Мать трудно пережила с детьми войну – да что трудно, еле выжила. Но все на что-то надеялась: вот кончится война, и будет по-другому. После Победы стало совсем худо. Кирилл в деревне давно не жил. В Москве учился, работал, а как кончилась война и демобилизовался – заехал ненадолго, обещал навещать, да пропал. Лена и Шурик остались без помощи, без защиты. Тосковала мамка, а сердце болело, и убывали силы. Есть было считай вовсе нечего. Вот и случилось... Руки на себя наложила, удавилась. – Лена выговаривала эти страшные слова, опустив низко рыжеватую голову, тихо всхлипывая. – Кириллу все только сейчас рассказали. Переживает-то как, да теперь что ж поделаешь.
Ждали и ждали, и вот – в серых осенних сумерках затарахтел по дороге газик. Вошел Кирилл: собирайтесь! Собирать было нечего. Вышли, прикрыли за собой дверь – в последний раз. И в последний раз обернулись – перед тем, как залезть в машину.
Тьма осеннего вечера скрыла от глаз рыжее золото сжатых полей и дорогу.
Денег, взятых с собой Кириллом, хватило: паспорта были оформлены, за все заплачено, билеты до Москвы на станции куплены. Ночной поезд принял всех в свое пахнущее углем, тускло освещенное теплое нутро.
И вот уже пора просыпаться. Зябкий, пасмурный рассвет – но это Москва, и трамваи уже пошли – прямо с вокзального перрона слышны их звонки, – значит, близок, близок и дом на Горбатке.
Думали – едут в деревню не на один день, а обернулись всего за сутки. Дома, как обычно, пили чай, накрывали салфеткой сухари в корзинке. И почему-то особенно отчетливо доносился из прихожей голос старинных круглых часов на стене: рывки минутной стрелы от одной черты на круглом желтоватом циферблате – к другой такой же черте, от одной римской цифры – к другой.
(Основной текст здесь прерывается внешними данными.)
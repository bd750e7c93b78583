use std::collections::BTreeMap;

use reqwest::{Client, RequestBuilder, StatusCode};
use serde::{Deserialize, Serialize};
use serde_json::Value;

use super::{decode_json, display_value, endpoint, ApiError, ApiRequest};

/// POST /job/ with a job definition.
#[derive(Debug, Clone)]
pub struct CreateJobRequest {
    pub definition: Value,
}

impl ApiRequest for CreateJobRequest {
    type Response = Value;

    fn build_request(&self, base_url: &str, client: &Client) -> Result<RequestBuilder, ApiError> {
        Ok(client
            .post(endpoint(base_url, &["job", ""])?)
            .json(&self.definition))
    }

    fn parse_response(&self, status: StatusCode, body: &str) -> Result<Self::Response, ApiError> {
        decode_json(status, body)
    }
}

/// GET /job/
#[derive(Debug, Clone, Copy)]
pub struct ListJobsRequest;

/// Raw job list. Entries are opaque JSON; see [`JobList::entries`].
#[derive(Debug, Clone, Default, Serialize, Deserialize)]
pub struct JobList {
    #[serde(default)]
    pub results: Vec<Value>,
}

#[derive(Debug, Clone, PartialEq, Eq)]
pub struct JobSummary {
    pub uuid: String,
    pub name: String,
    pub status: String,
}

#[derive(Debug, Clone, PartialEq)]
pub enum JobEntry {
    Summary(JobSummary),
    /// Anything that is not a JSON object
    Malformed(Value),
}

impl JobEntry {
    pub fn from_value(value: &Value) -> Self {
        match value.as_object() {
            Some(job) => {
                let field = |name: &str| job.get(name).map(display_value).unwrap_or_else(|| "N/A".to_string());
                JobEntry::Summary(JobSummary {
                    uuid: field("uuid"),
                    name: field("name"),
                    status: field("status"),
                })
            }
            None => JobEntry::Malformed(value.clone()),
        }
    }
}

impl JobList {
    pub fn is_empty(&self) -> bool {
        self.results.is_empty()
    }

    pub fn entries(&self) -> impl Iterator<Item = JobEntry> + '_ {
        self.results.iter().map(JobEntry::from_value)
    }
}

impl ApiRequest for ListJobsRequest {
    type Response = JobList;

    fn build_request(&self, base_url: &str, client: &Client) -> Result<RequestBuilder, ApiError> {
        Ok(client.get(endpoint(base_url, &["job", ""])?))
    }

    fn parse_response(&self, status: StatusCode, body: &str) -> Result<Self::Response, ApiError> {
        decode_json(status, body)
    }
}

/// GET /job/{id}/
#[derive(Debug, Clone)]
pub struct GetJobRequest {
    pub id: String,
}

impl ApiRequest for GetJobRequest {
    type Response = Value;

    fn build_request(&self, base_url: &str, client: &Client) -> Result<RequestBuilder, ApiError> {
        Ok(client.get(endpoint(base_url, &["job", &self.id, ""])?))
    }

    fn parse_response(&self, status: StatusCode, body: &str) -> Result<Self::Response, ApiError> {
        decode_json(status, body)
    }
}

/// POST /job/{id}/cancel/
#[derive(Debug, Clone)]
pub struct CancelJobRequest {
    pub id: String,
}

#[derive(Debug, Clone, PartialEq, Eq)]
pub enum CancelOutcome {
    /// 204 No Content
    Cancelled,
    /// Some other success status; the body is passed through for the user
    Other { status: StatusCode, body: String },
}

impl ApiRequest for CancelJobRequest {
    type Response = CancelOutcome;

    fn build_request(&self, base_url: &str, client: &Client) -> Result<RequestBuilder, ApiError> {
        Ok(client.post(endpoint(base_url, &["job", &self.id, "cancel", ""])?))
    }

    fn parse_response(&self, status: StatusCode, body: &str) -> Result<Self::Response, ApiError> {
        match status {
            StatusCode::NO_CONTENT => Ok(CancelOutcome::Cancelled),
            s if s.is_success() => Ok(CancelOutcome::Other {
                status: s,
                body: body.to_string(),
            }),
            s => Err(ApiError::from_status(s, body)),
        }
    }
}

/// GET /job/{id}/tail/
#[derive(Debug, Clone)]
pub struct TailJobRequest {
    pub id: String,
}

#[derive(Debug, Clone, Serialize, Deserialize)]
pub struct LogEvent {
    #[serde(default)]
    pub timestamp: Value,
    #[serde(default)]
    pub message: Value,
}

impl LogEvent {
    /// `[<timestamp>] <message>`
    pub fn line(&self) -> String {
        format!("[{}] {}", display_value(&self.timestamp), display_value(&self.message))
    }
}

#[derive(Debug, Clone, Default, Serialize, Deserialize)]
pub struct JobLogs {
    #[serde(default)]
    pub logs: Vec<LogEvent>,
    #[serde(flatten)]
    pub extra: BTreeMap<String, Value>,
}

impl ApiRequest for TailJobRequest {
    type Response = JobLogs;

    fn build_request(&self, base_url: &str, client: &Client) -> Result<RequestBuilder, ApiError> {
        Ok(client.get(endpoint(base_url, &["job", &self.id, "tail", ""])?))
    }

    fn parse_response(&self, status: StatusCode, body: &str) -> Result<Self::Response, ApiError> {
        decode_json(status, body)
    }
}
Недолго прожили новые соседи в Москве. Обоих Лебедевых – и круглолицую Лену, и рыженького Шурика – вскоре удалось устроить на ткацкую фабрику в Орехово-Зуево. Там получили они места в общежитии и начальные средства к существованию. На Горбатку приезжали редко, и тогда приглашались Ниной Федоровной на чай. Кирилл навещал их чаще. Жизнь сестры и брата потекла благополучно, самостоятельно, даже весело.
Но отчего-то, видя их или вспоминая, Ниночка невольно представляла сестрицу Аленушку и братца Иванушку. Стоит Аленушка на берегу реки, в белом платочке и с белым узелком в руке, а рядом роет копытцем песок белый козленочек. Высок другой берег, зелены холмы, густы раскидистые рощи, белы цветы на лугах. Но не перейти через реку: глубока вода и холодна, как родниковый ключ.
Первая дочка родилась у Кирилла и Ирины в год открытия нового здания МГУ на Ленинских горах. В кухне кипятились и сохли фланелевые и простые пеленки, грелась вода для цинковой ванночки. Кирилл добирался до высотного здания на трамвае от Киевского вокзала, Ниночка по-прежнему ходила пешком на Моховую. Высотка МГУ, которую преподаватели и студенты называли Главным зданием, была видна и с Горбатки. Стоило лишь подняться на Бугор, к реке, и посмотреть на запад, как за Бородинским мостом, на лесистом холме вставал колосс знаний, увенчанный иглой, пронзающей небо. Жители Горбатки едва успели привыкнуть к гостинице «Украина», вознесшей тяжелые каменные вазы-цветы на уступах своих гористых стен прямо напротив, на другом берегу реки, и к неприступным утесам замка Министерства иностранных дел на Смоленской. Но ничто уже не удивляло, и многое радовало. И Кирилл – во главе отряда студентов мехмата, и Ниночка – в группе студентов филфака – успели поработать на стройке новых корпусов МГУ – убирали мусор, расчищали площадки у зданий, сажали кусты и деревья.